Alla serata blu dei Babar eravamo in 10. Anzi 11 con la partecipazione di Diletta, che ci ha inviato una bella lettera sul blu, suo colore preferito. La formula nuova di Babar è interessante perché porta contributi molto diversi fra loro. Questi approcci così distanti comportano notizie, riflessioni, letture, immagini, alla luce delle quali il tema storico di Babar, che è quello dei libri per ragazzi, acquista uno spessore nuovo e griglie interpretative ampie, permettendo collegamenti imprevisti. È anche molto divertente, per quanto mi riguarda, ascoltare il modo in cui ognuno elabora lo stesso tema.
Il tema blu, per esempio, è stato offerto da Loredana Farina partendo dal blues. Blues deriva dall'espressione "to have the blue devils" (letteralmente: avere i diavoli blu) che significa "essere triste", perché in inglese il colore blu è comunemente associato alla sofferenza, alla tristezza, all'infelicità e alla malinconia. Loredana ci ha fatto ascoltare Bessie Smtih, Natalino Otto e George Gershwin - Rhapsody in Blue - a cui ha fatto seguito una piccola rassegna di biografie illustrate o a fumetti, su musicisti, e di albi per bambini a tema musicale. Mi sono rimasti in mente La difficile vita di Billie Holiday, narrata da Munoz e Sampayo in un fumetto Edizioni BD, e fra gli albi, Lezioni di tuba di T.C. Bartlett e Monique Felix, Edizioni C’era una volta.

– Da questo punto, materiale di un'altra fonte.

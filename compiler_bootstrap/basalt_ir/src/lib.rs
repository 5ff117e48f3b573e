//! The Basalt mid-level IR
//!
//! A typed, block-structured SSA control-flow graph. Basic blocks take typed
//! block arguments instead of phi nodes; predecessors supply a matching
//! value on every edge. The crate also contains the builder used to emit
//! instructions, the target layout model, and the AST-to-MIR lowering pass.

pub mod builder;
pub mod codegen;
pub mod constant;
pub mod graph;
pub mod machine;
pub mod types;

pub use builder::Builder;
pub use codegen::Codegen;
pub use constant::{Const, ConstId, ConstPool};
pub use graph::*;
pub use machine::Machine;
pub use types::{MirType, MirTypeId, TypePool};
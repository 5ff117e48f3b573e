//! End-to-end driver tests

use basalt_cli::{compile, compile_to_string, Options};
use basalt_common::Diagnostics;
use std::io::Write;
use tempfile::NamedTempFile;

fn source_file(source: &str) -> NamedTempFile {
    let mut file = tempfile::Builder::new()
        .suffix(".bas")
        .tempfile()
        .expect("temp file");
    file.write_all(source.as_bytes()).expect("write source");
    file
}

fn compile_source(source: &str) -> Result<String, String> {
    let file = source_file(source);
    let options = Options {
        inputs: vec![file.path().to_path_buf()],
        output: "unused".into(),
    };

    let mut diagnostics = Diagnostics::new();
    compile_to_string(&options, &mut diagnostics).map_err(|e| e.message().to_string())
}

#[test]
fn compiles_return_zero_to_assembly() {
    // S1 end to end.
    let asm = compile_source("$public main :: () -> s64 { ret 0; }").expect("compiles");

    assert!(asm.contains(".global\tmain"), "{}", asm);
    assert!(asm.contains("movq\t$0, %rax"), "{}", asm);
}

#[test]
fn compiles_arithmetic_on_locals() {
    // S2 end to end.
    let asm = compile_source("$public main :: () -> s64 { let x: mut s64 = 5; x = x + 3; ret x; }")
        .expect("compiles");

    assert!(asm.contains("main:"), "{}", asm);
    assert!(asm.contains("(%rbp)"), "{}", asm);
}

#[test]
fn semantic_errors_fail_compilation() {
    // S4: stop outside of a loop.
    let err = compile_source("foo :: () -> s64 { stop; }").expect_err("must fail");
    assert!(err.contains("'stop' outside of loop"), "{}", err);
}

#[test]
fn main_signature_errors_fail_compilation() {
    // S3: main must return s64. The checks are non-fatal errors, so the
    // driver aborts after semantic analysis.
    let err = compile_source("$public main :: () -> s8;").expect_err("must fail");
    assert!(err.contains("semantic analysis failed"), "{}", err);
}

#[test]
fn load_imports_pull_in_other_files() {
    let dir = tempfile::tempdir().expect("temp dir");

    let lib = dir.path().join("lib.bas");
    std::fs::write(&lib, "seven :: () -> s64 { ret 7; }").unwrap();

    let main = dir.path().join("main.bas");
    std::fs::write(
        &main,
        "load \"lib.bas\";\nseven :: () -> s64;\n$public main :: () -> s64 { ret seven(); }",
    )
    .unwrap();

    let options = Options { inputs: vec![main], output: "unused".into() };
    let mut diagnostics = Diagnostics::new();
    let asm = compile_to_string(&options, &mut diagnostics).expect("compiles");

    assert!(asm.contains("call\tseven"), "{}", asm);
    assert!(asm.contains("seven:"), "{}", asm);
}

#[test]
fn writes_assembly_to_the_output_path() {
    let dir = tempfile::tempdir().expect("temp dir");
    let input = dir.path().join("prog.bas");
    std::fs::write(&input, "$public main :: () -> s64 { ret 0; }").unwrap();

    let output = dir.path().join("prog.s");
    let options = Options { inputs: vec![input], output: output.clone() };

    let mut diagnostics = Diagnostics::new();
    compile(&options, &mut diagnostics).expect("compiles");

    let written = std::fs::read_to_string(&output).expect("output exists");
    assert!(written.contains(".global\tmain"));
}

#[test]
fn missing_input_is_an_io_error() {
    let options = Options {
        inputs: vec!["does-not-exist.bas".into()],
        output: "unused".into(),
    };

    let mut diagnostics = Diagnostics::new();
    let err = compile_to_string(&options, &mut diagnostics).expect_err("must fail");
    assert!(err.message().contains("cannot read"), "{}", err.message());
    assert!(diagnostics.has_errors());
}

Diletta Colombo, dopo averci spiegato che il blu, presso i latini era considerato il colore dei barbari, e che per lei il blu non è un colore freddo, ma caldo (come afferma anche la fumettista Julie Maroh: Il blu è un colore caldo, edito da Rizzoli Lizard), ci ha mostrato un libro uscito nel 2104: Hokusai et le cadeau de la mer di Beatrice Alemagna (testo) Olivier Charpentier (illustrazioni). Su un blog ho trovato questo riassunto: Beatrice Alemagna immagina che Hokusai, fin dall'infanzia abbia trascorso la vita a osservare il mare, seduto sulla spiaggia di fronte al monte Fuji, in attesa della grande onda. Dopo decenni di attesa finalmente un vento violento si scatena; allora il pittore volta la schiena al mare per correre dietro al suo cappello e ai fogli che volano via. In quel momento arriva l'onda. Lui non la vede, ma il mare gli lascia un dono: del blu, in una piccola ciotola, il blu che gli permetterà di dipingere l'onda quando alla fine questa ritornerà. In questo modo, Beatrice Alemagna racconta la genesi immaginaria della più celebre stampa dell'artista giapponese, perché in effetti fu dall'Olanda che arrivò il blu di Prussia utilizzato per la prima volta in Estremo Oriente nella serie di stampe Trenta vedute del Monte Fuji, come spiega la nota esplicativa in fondo al libro.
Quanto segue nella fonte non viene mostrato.